Es curiosa la reacción provocada por “Godzilla” entre los críticos. Se la ama o se la odia. No hay medias tintas en las opiniones, mucho menos indiferencia ante una película tan gigantesca en su despliegue visual como el protagonista. Eso sí: Godzilla -o Gojira. como lo llama el científico interpretado por Ken Watanabe- se hace esperar. Va exhibiéndose de a poco, como esas estrellas que generan expectativa a fuerza de amagues y, por supuesto, se reservan los primeros planos.
Esta “Godzilla” no será un clásico, pero tampoco es pésima como la versión que filmó Roland Emmerich en 1998. Al contrario. Hay mucho de tributo a las ¡28! películas que el monstruo mutante rodó en Japón. Que se alimente de radiación y posea superpoderes, por ejemplo, remite a esas entrañables producciones de los estudios Toho. O que libre épicas batallas con otros gigantes.
Claro que esta es una superproducción de Warner y Legendary, con 160 millones de dólares de presupuesto. ¿Quién imagina una película de Godzilla sin ciudades arrasadas?

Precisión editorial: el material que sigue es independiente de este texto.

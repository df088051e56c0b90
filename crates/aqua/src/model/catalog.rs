//! 📚 The model catalog: where [`DataScienceModel`]s go to become real.
//!
//! 🎬 COLD OPEN: INT. MODEL CATALOG: THE MODEL EXISTS ONLY IN RAM
//!
//! A [`DataScienceModel`] is a local opinion. [`ModelCatalog`] is the thing that
//! argues with the service until the opinion and the remote record agree:
//! create, update, delete, list, sync, and the artifact round trips.
//!
//! Every operation checks its local preconditions first. If the model has no
//! compartment, no id, or a 5 GiB folder and no bucket, you hear about it
//! before a single request leaves the building.

use std::collections::BTreeMap;
use std::path::Path;
use std::time::Duration;

use tracing::{debug, info, warn};

use super::by_reference::{
    ArtifactReference, ModelFileDescription, add_artifact, build_manifest, ensure_buckets_versioned,
    ensure_referenceable,
};
use super::datascience_model::{ArtifactLocation, DataScienceModel};
use super::metadata::ModelProvenanceMetadata;
use super::oci_model::{apply_resource, from_resource, to_create_payload, to_update_payload};
use crate::app_config::{AppConfig, ConversionPolicy, DefaultsConfig, TransferConfig};
use crate::artifact::archive;
use crate::artifact::{
    ArtifactDownloader, ArtifactUploader, DownloadStrategy, UploadOptions, UploadStrategy,
    select_download, select_upload,
};
use crate::error::{AquaError, AquaResult};
use crate::oci::OciClients;
use crate::oci::data_science::OciModelProvenance;
use crate::work_request::WorkRequestPoller;

/// 🏷️ The catalog's own category for models people register themselves.
pub const USER_CATEGORY: &str = "USER";
const ACTIVE: &str = "ACTIVE";

/// 🎛️ How `create`/`upload_artifact` should ship the artifact.
#[derive(Debug, Clone)]
pub struct CreateOptions {
    pub bucket_uri: Option<String>,
    pub overwrite_existing_artifact: bool,
    pub remove_existing_artifact: bool,
    pub model_by_reference: bool,
    /// 🧵 Falls back to `transfer.parallel_process_count`.
    pub parallel_process_count: Option<usize>,
    /// 🌍 Falls back to the configured region.
    pub region: Option<String>,
}

impl Default for CreateOptions {
    fn default() -> Self {
        Self {
            bucket_uri: None,
            overwrite_existing_artifact: true,
            remove_existing_artifact: true,
            model_by_reference: false,
            parallel_process_count: None,
            region: None,
        }
    }
}

#[derive(Debug, Clone)]
pub struct DownloadOptions {
    /// 💣 Wipe a non-empty `target_dir` instead of refusing.
    pub force_overwrite: bool,
    pub bucket_uri: Option<String>,
    pub region: Option<String>,
    pub remove_existing_artifact: bool,
}

impl Default for DownloadOptions {
    fn default() -> Self {
        Self {
            force_overwrite: false,
            bucket_uri: None,
            region: None,
            remove_existing_artifact: true,
        }
    }
}

/// 📚 Talks to the catalog on a model's behalf.
#[derive(Debug, Clone)]
pub struct ModelCatalog {
    clients: OciClients,
    defaults: DefaultsConfig,
    transfer: TransferConfig,
    policy: ConversionPolicy,
    poller: WorkRequestPoller,
}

Aquí les toca a Las Vegas y a San Francisco, mientras los cañonazos del ejército son como mosquitos de los que el monstruo apenas toma nota.
Lo impactante de la puesta se ajusta a una historia sin demasiadas luces. No faltan el secreto ni la teoría conspirativa, mientras como fondo el director británico Gareth Edwards va subrayando ramplonamente algunos consejos sobre el cuidado del medio ambiente. Lo más flojo son las actuaciones: David Strathairn se mueve en piloto automático y Bryan Cranston (con pelo) pide a gritos que vuelva “Breaking bad”. Esta es una de monstruos, sí, pero ¿hace falta escribir diálogos tan sosos?